■ **About this task**
From the records, return each line that has the word "InvalidRequest" in it.

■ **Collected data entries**
----------------------------------------

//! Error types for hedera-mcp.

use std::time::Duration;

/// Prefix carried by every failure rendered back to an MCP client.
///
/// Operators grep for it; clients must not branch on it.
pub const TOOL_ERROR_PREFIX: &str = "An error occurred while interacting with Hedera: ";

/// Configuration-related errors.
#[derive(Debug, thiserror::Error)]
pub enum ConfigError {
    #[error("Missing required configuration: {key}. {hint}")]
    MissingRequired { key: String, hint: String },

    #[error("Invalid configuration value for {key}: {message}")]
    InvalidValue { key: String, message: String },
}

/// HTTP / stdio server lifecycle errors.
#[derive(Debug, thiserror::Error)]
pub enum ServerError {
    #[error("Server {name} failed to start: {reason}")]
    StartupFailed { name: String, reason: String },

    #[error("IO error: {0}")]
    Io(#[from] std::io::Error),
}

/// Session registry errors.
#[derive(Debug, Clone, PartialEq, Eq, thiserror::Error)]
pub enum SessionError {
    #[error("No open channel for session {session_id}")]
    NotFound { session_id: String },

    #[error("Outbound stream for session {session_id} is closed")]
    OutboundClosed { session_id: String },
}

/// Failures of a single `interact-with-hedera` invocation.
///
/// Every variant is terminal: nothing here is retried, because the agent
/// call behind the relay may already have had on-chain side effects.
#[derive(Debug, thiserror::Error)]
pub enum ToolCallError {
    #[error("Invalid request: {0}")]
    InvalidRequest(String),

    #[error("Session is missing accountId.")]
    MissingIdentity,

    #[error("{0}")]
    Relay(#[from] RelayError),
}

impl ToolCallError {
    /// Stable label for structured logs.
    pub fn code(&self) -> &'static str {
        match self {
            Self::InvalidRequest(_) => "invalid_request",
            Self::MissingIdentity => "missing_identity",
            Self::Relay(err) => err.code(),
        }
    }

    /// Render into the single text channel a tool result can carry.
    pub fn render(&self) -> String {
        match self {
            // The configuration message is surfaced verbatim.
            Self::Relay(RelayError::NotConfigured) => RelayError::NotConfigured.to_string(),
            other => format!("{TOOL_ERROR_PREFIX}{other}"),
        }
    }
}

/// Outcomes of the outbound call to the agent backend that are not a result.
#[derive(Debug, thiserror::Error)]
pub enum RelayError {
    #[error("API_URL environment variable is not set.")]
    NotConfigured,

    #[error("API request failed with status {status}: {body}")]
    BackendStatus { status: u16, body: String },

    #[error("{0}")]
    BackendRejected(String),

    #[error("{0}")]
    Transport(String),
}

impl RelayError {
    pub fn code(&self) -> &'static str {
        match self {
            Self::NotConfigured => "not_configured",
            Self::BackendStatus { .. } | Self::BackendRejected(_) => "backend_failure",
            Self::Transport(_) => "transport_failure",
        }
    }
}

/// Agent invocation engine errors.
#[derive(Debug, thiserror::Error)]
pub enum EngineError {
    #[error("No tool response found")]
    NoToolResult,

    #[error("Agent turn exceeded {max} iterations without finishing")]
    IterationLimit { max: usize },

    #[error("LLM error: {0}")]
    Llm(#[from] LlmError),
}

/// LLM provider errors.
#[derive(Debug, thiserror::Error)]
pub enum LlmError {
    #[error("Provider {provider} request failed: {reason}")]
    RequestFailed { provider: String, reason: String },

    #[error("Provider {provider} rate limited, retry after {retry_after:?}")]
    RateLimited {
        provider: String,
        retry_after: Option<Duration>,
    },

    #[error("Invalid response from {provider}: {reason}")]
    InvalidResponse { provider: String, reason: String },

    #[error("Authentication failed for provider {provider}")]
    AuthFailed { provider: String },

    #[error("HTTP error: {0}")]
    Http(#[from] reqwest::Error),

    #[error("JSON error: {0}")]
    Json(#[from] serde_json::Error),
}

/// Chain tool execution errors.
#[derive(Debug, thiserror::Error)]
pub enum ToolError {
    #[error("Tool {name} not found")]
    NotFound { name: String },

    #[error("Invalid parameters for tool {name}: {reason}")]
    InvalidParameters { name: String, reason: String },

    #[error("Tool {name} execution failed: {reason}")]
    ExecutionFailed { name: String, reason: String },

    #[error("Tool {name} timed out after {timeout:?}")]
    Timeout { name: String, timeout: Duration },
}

----------------------------------------

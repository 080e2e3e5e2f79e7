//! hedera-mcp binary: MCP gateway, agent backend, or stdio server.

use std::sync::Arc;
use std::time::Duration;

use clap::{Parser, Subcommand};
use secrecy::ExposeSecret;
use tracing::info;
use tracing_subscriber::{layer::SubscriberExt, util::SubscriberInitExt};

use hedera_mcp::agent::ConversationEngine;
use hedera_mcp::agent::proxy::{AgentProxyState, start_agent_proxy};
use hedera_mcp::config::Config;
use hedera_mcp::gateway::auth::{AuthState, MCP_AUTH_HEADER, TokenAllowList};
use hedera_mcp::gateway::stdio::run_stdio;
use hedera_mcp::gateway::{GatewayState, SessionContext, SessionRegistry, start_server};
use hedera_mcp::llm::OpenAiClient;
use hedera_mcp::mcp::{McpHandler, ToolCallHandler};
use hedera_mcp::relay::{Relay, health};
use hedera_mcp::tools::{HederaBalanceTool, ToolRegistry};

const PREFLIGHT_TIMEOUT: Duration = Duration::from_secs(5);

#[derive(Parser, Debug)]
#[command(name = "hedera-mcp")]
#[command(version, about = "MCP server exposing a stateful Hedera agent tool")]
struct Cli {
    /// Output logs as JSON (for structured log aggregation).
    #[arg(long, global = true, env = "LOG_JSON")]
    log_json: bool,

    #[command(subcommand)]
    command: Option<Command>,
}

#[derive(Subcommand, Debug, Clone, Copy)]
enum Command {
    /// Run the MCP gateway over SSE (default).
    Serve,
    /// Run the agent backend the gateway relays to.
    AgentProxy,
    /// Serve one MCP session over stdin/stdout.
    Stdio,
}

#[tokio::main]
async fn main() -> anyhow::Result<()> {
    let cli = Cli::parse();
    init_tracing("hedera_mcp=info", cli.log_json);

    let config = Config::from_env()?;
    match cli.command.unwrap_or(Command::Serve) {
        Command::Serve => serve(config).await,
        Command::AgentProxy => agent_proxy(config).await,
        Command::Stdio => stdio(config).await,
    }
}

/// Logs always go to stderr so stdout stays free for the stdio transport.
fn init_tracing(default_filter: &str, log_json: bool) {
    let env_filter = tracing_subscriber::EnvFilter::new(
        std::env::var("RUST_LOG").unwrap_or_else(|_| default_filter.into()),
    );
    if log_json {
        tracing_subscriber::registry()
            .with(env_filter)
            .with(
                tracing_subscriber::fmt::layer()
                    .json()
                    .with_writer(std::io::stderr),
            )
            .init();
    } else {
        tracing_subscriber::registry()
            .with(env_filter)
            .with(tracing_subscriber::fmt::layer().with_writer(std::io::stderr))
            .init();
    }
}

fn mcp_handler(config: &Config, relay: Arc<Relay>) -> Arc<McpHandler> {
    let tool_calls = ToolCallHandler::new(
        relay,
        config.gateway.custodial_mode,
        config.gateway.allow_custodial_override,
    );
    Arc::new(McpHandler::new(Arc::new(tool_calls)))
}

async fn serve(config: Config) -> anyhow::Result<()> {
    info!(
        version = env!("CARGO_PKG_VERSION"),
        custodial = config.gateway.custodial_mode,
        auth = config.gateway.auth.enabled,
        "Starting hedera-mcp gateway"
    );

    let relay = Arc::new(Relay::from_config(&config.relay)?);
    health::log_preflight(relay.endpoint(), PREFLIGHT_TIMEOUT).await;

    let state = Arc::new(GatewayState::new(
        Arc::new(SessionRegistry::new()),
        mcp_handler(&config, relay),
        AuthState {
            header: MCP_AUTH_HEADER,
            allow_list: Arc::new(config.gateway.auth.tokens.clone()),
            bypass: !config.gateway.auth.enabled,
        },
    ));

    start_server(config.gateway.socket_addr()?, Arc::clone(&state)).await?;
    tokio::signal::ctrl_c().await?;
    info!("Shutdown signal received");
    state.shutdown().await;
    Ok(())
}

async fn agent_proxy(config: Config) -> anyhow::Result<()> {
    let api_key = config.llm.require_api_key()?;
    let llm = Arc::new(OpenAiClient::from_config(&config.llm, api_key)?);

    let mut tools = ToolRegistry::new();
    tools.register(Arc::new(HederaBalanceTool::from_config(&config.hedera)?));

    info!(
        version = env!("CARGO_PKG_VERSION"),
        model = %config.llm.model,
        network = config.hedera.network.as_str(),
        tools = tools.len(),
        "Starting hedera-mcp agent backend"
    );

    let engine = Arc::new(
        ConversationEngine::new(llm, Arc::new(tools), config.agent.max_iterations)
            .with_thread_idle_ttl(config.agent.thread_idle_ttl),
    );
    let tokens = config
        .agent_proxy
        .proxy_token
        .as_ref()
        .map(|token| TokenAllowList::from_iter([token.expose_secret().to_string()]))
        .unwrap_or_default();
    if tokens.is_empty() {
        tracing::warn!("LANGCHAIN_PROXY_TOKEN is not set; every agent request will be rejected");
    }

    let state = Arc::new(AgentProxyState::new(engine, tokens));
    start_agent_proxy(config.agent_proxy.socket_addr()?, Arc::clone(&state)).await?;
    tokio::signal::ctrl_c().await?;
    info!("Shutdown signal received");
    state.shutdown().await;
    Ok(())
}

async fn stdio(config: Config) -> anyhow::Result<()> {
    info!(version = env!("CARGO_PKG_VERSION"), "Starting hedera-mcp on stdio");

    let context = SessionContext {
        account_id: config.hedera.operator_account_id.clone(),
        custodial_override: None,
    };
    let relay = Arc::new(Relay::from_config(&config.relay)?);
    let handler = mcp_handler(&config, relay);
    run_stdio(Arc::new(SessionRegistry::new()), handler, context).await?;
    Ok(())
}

----------------------------------------

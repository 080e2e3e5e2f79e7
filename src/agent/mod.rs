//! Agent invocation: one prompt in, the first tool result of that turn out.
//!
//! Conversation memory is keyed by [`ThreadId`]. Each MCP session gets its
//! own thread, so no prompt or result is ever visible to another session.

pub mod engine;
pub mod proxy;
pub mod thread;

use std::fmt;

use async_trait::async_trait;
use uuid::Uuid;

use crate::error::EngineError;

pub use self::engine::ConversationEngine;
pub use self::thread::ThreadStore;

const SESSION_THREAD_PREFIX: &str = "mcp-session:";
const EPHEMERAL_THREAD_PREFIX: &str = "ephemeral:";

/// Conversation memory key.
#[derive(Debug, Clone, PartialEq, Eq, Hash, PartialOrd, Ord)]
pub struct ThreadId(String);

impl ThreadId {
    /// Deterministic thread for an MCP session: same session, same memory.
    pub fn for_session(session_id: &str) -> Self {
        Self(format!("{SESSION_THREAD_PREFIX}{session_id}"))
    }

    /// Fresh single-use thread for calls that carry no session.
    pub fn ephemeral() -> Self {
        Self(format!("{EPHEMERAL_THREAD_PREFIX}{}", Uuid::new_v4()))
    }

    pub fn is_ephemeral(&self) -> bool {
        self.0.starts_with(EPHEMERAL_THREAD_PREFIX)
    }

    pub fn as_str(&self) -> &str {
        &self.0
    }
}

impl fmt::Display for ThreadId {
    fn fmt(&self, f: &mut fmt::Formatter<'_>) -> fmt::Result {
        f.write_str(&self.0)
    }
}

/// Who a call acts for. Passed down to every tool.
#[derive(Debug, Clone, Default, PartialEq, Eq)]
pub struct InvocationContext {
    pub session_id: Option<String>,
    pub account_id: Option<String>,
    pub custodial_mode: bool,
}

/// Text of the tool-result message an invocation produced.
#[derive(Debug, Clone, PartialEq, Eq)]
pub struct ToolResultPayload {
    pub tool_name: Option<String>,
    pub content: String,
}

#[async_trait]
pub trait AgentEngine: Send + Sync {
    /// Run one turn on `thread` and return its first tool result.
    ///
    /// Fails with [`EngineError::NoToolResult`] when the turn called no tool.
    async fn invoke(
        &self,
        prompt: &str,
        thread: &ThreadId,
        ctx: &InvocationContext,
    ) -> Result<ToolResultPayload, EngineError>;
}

----------------------------------------

■ **Exercise answer**
    InvalidRequest(String),
            Self::InvalidRequest(_) => "invalid_request",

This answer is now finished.